[SOURCE INFORMATION — start]
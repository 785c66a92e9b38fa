//! `SQLite` URL handling for the binary.

use std::path::{Path, PathBuf};

use anyhow::{Context, Result, bail};

/// Turn a bare path or `sqlite:` URL into an absolute `sqlite://` URL.
///
/// In-memory URLs pass through untouched.
#[must_use]
pub fn normalize_sqlite_url(raw: &str) -> String {
    let trimmed = raw.trim();
    if trimmed.starts_with("sqlite::memory:") || trimmed.starts_with("sqlite://") {
        return trimmed.to_owned();
    }

    let path_str = trimmed.strip_prefix("sqlite:").unwrap_or(trimmed);
    let path = Path::new(path_str);
    let absolute = if path.is_absolute() {
        path.to_path_buf()
    } else {
        std::env::current_dir()
            .unwrap_or_else(|_| PathBuf::from("."))
            .join(path)
    };
    format!("sqlite://{}", absolute.display())
}

/// Make sure the database file and its parent directory exist.
///
/// # Errors
///
/// Fails if the URL has no file path or the file cannot be created.
pub fn prepare_sqlite_file(db_url: &str) -> Result<()> {
    if db_url.starts_with("sqlite::memory:") {
        return Ok(());
    }

    let Some(path) = db_url.strip_prefix("sqlite://") else {
        bail!("invalid database url: {db_url}");
    };
    let path = path.split('?').next().unwrap_or(path);
    if path.is_empty() {
        bail!("invalid database url: {db_url}");
    }

    let path = Path::new(path);
    if let Some(parent) = path.parent() {
        std::fs::create_dir_all(parent)
            .with_context(|| format!("creating {}", parent.display()))?;
    }

    if !path.exists() {
        std::fs::OpenOptions::new()
            .create(true)
            .write(true)
            .truncate(false)
            .open(path)
            .with_context(|| format!("creating {}", path.display()))?;
    }

    Ok(())
}

#[cfg(test)]
mod tests {
    use super::*;

    #[test]
    fn keeps_memory_and_absolute_urls() {
        assert_eq!(normalize_sqlite_url("sqlite::memory:"), "sqlite::memory:");
        assert_eq!(
            normalize_sqlite_url("sqlite:///tmp/quiz.sqlite3"),
            "sqlite:///tmp/quiz.sqlite3"
        );
    }

    #[test]
    fn bare_paths_become_absolute_urls() {
        let url = normalize_sqlite_url("sqlite:data/quiz.sqlite3");
        assert!(url.starts_with("sqlite:///"));
        assert!(url.ends_with("data/quiz.sqlite3"));
    }

    #[test]
    fn rejects_urls_without_path() {
        assert!(prepare_sqlite_file("sqlite://").is_err());
        assert!(prepare_sqlite_file("postgres://db").is_err());
        assert!(prepare_sqlite_file("sqlite::memory:").is_ok());
    }
}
[SOURCE INFORMATION — finish]
The answer must be the full data, repeated word for word.

• [RESPONSE AREA]:
repository 785c66a92e9b38fa
//! `SQLite` URL handling for the binary.

use std::path::{Path, PathBuf};

use anyhow::{Context, Result, bail};

/// Turn a bare path or `sqlite:` URL into an absolute `sqlite://` URL.
///
/// In-memory URLs pass through untouched.
#[must_use]
pub fn normalize_sqlite_url(raw: &str) -> String {
    let trimmed = raw.trim();
    if trimmed.starts_with("sqlite::memory:") || trimmed.starts_with("sqlite://") {
        return trimmed.to_owned();
    }

    let path_str = trimmed.strip_prefix("sqlite:").unwrap_or(trimmed);
    let path = Path::new(path_str);
    let absolute = if path.is_absolute() {
        path.to_path_buf()
    } else {
        std::env::current_dir()
            .unwrap_or_else(|_| PathBuf::from("."))
            .join(path)
    };
    format!("sqlite://{}", absolute.display())
}

/// Make sure the database file and its parent directory exist.
///
/// # Errors
///
/// Fails if the URL has no file path or the file cannot be created.
pub fn prepare_sqlite_file(db_url: &str) -> Result<()> {
    if db_url.starts_with("sqlite::memory:") {
        return Ok(());
    }

    let Some(path) = db_url.strip_prefix("sqlite://") else {
        bail!("invalid database url: {db_url}");
    };
    let path = path.split('?').next().unwrap_or(path);
    if path.is_empty() {
        bail!("invalid database url: {db_url}");
    }

    let path = Path::new(path);
    if let Some(parent) = path.parent() {
        std::fs::create_dir_all(parent)
            .with_context(|| format!("creating {}", parent.display()))?;
    }

    if !path.exists() {
        std::fs::OpenOptions::new()
            .create(true)
            .write(true)
            .truncate(false)
            .open(path)
            .with_context(|| format!("creating {}", path.display()))?;
    }

    Ok(())
}

#[cfg(test)]
mod tests {
    use super::*;

    #[test]
    fn keeps_memory_and_absolute_urls() {
        assert_eq!(normalize_sqlite_url("sqlite::memory:"), "sqlite::memory:");
        assert_eq!(
            normalize_sqlite_url("sqlite:///tmp/quiz.sqlite3"),
            "sqlite:///tmp/quiz.sqlite3"
        );
    }

    #[test]
    fn bare_paths_become_absolute_urls() {
        let url = normalize_sqlite_url("sqlite:data/quiz.sqlite3");
        assert!(url.starts_with("sqlite:///"));
        assert!(url.ends_with("data/quiz.sqlite3"));
    }

    #[test]
    fn rejects_urls_without_path() {
        assert!(prepare_sqlite_file("sqlite://").is_err());
        assert!(prepare_sqlite_file("postgres://db").is_err());
        assert!(prepare_sqlite_file("sqlite::memory:").is_ok());
    }
}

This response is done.